─── RAW DATA
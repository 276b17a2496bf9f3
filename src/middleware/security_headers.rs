use axum::{
    extract::Request,
    http::{
        header::{self, HeaderName},
        HeaderValue,
    },
    middleware::Next,
    response::Response,
};

/// Adds nosniff, frame denial, XSS, referrer and permissions policies to
/// every response.
pub async fn security_headers(request: Request, next: Next) -> Response {
    let mut response = next.run(request).await;

    let headers = response.headers_mut();
    headers.insert(
        header::X_CONTENT_TYPE_OPTIONS,
        HeaderValue::from_static("nosniff"),
    );
    headers.insert(header::X_FRAME_OPTIONS, HeaderValue::from_static("DENY"));
    headers.insert(
        HeaderName::from_static("x-xss-protection"),
        HeaderValue::from_static("1; mode=block"),
    );
    headers.insert(
        header::REFERRER_POLICY,
        HeaderValue::from_static("strict-origin-when-cross-origin"),
    );
    headers.insert(
        HeaderName::from_static("permissions-policy"),
        HeaderValue::from_static("geolocation=(), microphone=(), camera=()"),
    );

    response
}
──────
[INSTRUCTIONS TO FOLLOW] The lines that contain the word "nosniff" are wanted; copy each of them from the records.

[RESPONSE]
/// Adds nosniff, frame denial, XSS, referrer and permissions policies to
        HeaderValue::from_static("nosniff"),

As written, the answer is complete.